Researchers have found that the human brain is capable of autonomously making mental time travel.

It uses hippocampal neurons to do this, which record past sequences.

These cells allow "the representation of an internal or intrinsic temporal flow which does not depend on an element coming from the outside world", explained the neuroscientist Leila Reddy to

Vice

.

She is the lead author of a study on the subject published Monday in

Journal of Neuroscience

.

Research has shown that functioning without stimulation of hippocampal neurons gives the brain the ability to encode events in the chronological order of their occurrence.

These real "time cells" then allow the creation of memories temporally consistent with the original element.

The brain activity of subjects was analyzed

To reach their conclusions, specialists from the Center for Brain and Cognition Research (CerCo) in Toulouse analyzed the brain activity of subjects performing tasks requiring sequential memory.

The participants were instructed to memorize the images to come.

Other volunteers who received no indication had the same functioning of brain cells.

Scientists deduced that the human hippocampus was endowed by default with a "robust representation of time".
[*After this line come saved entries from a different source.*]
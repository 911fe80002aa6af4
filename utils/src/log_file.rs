//! Append-only run logs.

use std::fs::{self, OpenOptions};
use std::io;
use std::path::{Path, PathBuf};

use tokio::io::AsyncWriteExt;

/// A log file opened for appending. Never truncated or rotated.
#[derive(Debug)]
pub struct LogFile {
    path: PathBuf,
    file: tokio::fs::File,
}

impl LogFile {
    /// Open `path` for appending, creating it and its parent directory if missing.
    pub fn open_append(path: impl Into<PathBuf>) -> io::Result<Self> {
        let path = path.into();
        if let Some(parent) = path.parent()
            && !parent.as_os_str().is_empty()
        {
            fs::create_dir_all(parent)?;
        }
        let file = OpenOptions::new().create(true).append(true).open(&path)?;
        Ok(Self {
            path,
            file: tokio::fs::File::from_std(file),
        })
    }

    #[must_use]
    pub fn path(&self) -> &Path {
        &self.path
    }

    pub async fn append(&mut self, bytes: &[u8]) -> io::Result<()> {
        self.file.write_all(bytes).await
    }

    pub async fn flush(&mut self) -> io::Result<()> {
        self.file.flush().await?;
        self.file.sync_data().await
    }
}
use std::fmt;

use serde::{Deserialize, Serialize};

use crate::LaunchCommand;

/// What a sequence does after a step fails.
#[derive(Debug, Clone, Copy, Default, PartialEq, Eq, Serialize, Deserialize)]
#[serde(rename_all = "snake_case")]
pub enum FailurePolicy {
    /// Run every step regardless of earlier failures.
    #[default]
    Continue,
    /// Stop at the first failing step; the rest are skipped.
    Halt,
}

impl FailurePolicy {
    pub const fn as_str(self) -> &'static str {
        match self {
            Self::Continue => "continue",
            Self::Halt => "halt",
        }
    }
}

#[derive(Debug, Clone, PartialEq, Eq)]
pub enum StepAction {
    /// Source a runtime profile and capture the resulting environment for later steps.
    Activate { profile: String, snippet: String },
    Run(LaunchCommand),
}

#[derive(Debug, Clone, PartialEq, Eq)]
pub struct Step {
    pub name: String,
    pub action: StepAction,
}

impl Step {
    #[must_use]
    pub fn activate(profile: impl Into<String>, snippet: impl Into<String>) -> Self {
        let profile = profile.into();
        Self {
            name: "activate".to_string(),
            action: StepAction::Activate {
                profile,
                snippet: snippet.into(),
            },
        }
    }

    #[must_use]
    pub fn run(name: impl Into<String>, command: LaunchCommand) -> Self {
        Self {
            name: name.into(),
            action: StepAction::Run(command),
        }
    }
}

#[derive(Debug, Clone, Copy, PartialEq, Eq)]
pub enum StepOutcome {
    Succeeded,
    Failed { code: i32 },
    /// Not started because an earlier step failed under [`FailurePolicy::Halt`].
    Skipped,
    /// Not started because the run was interrupted.
    Interrupted,
}

impl StepOutcome {
    #[must_use]
    pub fn from_code(code: i32) -> Self {
        if code == 0 {
            Self::Succeeded
        } else {
            Self::Failed { code }
        }
    }

    #[must_use]
    pub fn is_failure(self) -> bool {
        matches!(self, Self::Failed { .. })
    }
}

impl fmt::Display for StepOutcome {
    fn fmt(&self, f: &mut fmt::Formatter<'_>) -> fmt::Result {
        match self {
            Self::Succeeded => f.write_str("ok"),
            Self::Failed { code } => write!(f, "failed (exit code {code})"),
            Self::Skipped => f.write_str("skipped"),
            Self::Interrupted => f.write_str("interrupted"),
        }
    }
}

/// Shell convention for a run stopped by SIGINT (`128 + 2`).
pub const INTERRUPTED_EXIT_CODE: i32 = 130;

#[derive(Debug, Clone, PartialEq, Eq)]
pub struct StepReport {
    pub name: String,
    pub outcome: StepOutcome,
}

/// Outcome of every planned step, in plan order.
#[derive(Debug, Clone, Default, PartialEq, Eq)]
pub struct SequenceReport {
    pub steps: Vec<StepReport>,
}

impl SequenceReport {
    pub fn push(&mut self, name: impl Into<String>, outcome: StepOutcome) {
        self.steps.push(StepReport {
            name: name.into(),
            outcome,
        });
    }

    /// Exit code of the first failed step. Without a failure, an interrupted run
    /// reports [`INTERRUPTED_EXIT_CODE`] and a complete run reports 0.
    #[must_use]
    pub fn exit_code(&self) -> i32 {
        let failed = self.steps.iter().find_map(|step| match step.outcome {
            StepOutcome::Failed { code } => Some(code),
            _ => None,
        });
        if let Some(code) = failed {
            return code;
        }
        if self.was_interrupted() {
            return INTERRUPTED_EXIT_CODE;
        }
        0
    }

    #[must_use]
    pub fn was_interrupted(&self) -> bool {
        self.steps
            .iter()
            .any(|step| step.outcome == StepOutcome::Interrupted)
    }

    #[must_use]
    pub fn succeeded(&self) -> bool {
        self.steps
            .iter()
            .all(|step| step.outcome == StepOutcome::Succeeded)
    }

    #[must_use]
    pub fn outcome_of(&self, name: &str) -> Option<StepOutcome> {
        self.steps
            .iter()
            .find(|step| step.name == name)
            .map(|step| step.outcome)
    }
}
The moments at which the subjects' brains allowed experts to establish that the phenomenon could result from the activation of automatic internal sequences.

In addition to a better understanding of this cerebral time travel in humans, the study could provide clues concerning the management of patients suffering from certain neurological disorders.

This is the case, for example, with pathologies causing difficulty in locating oneself in time or remembering events.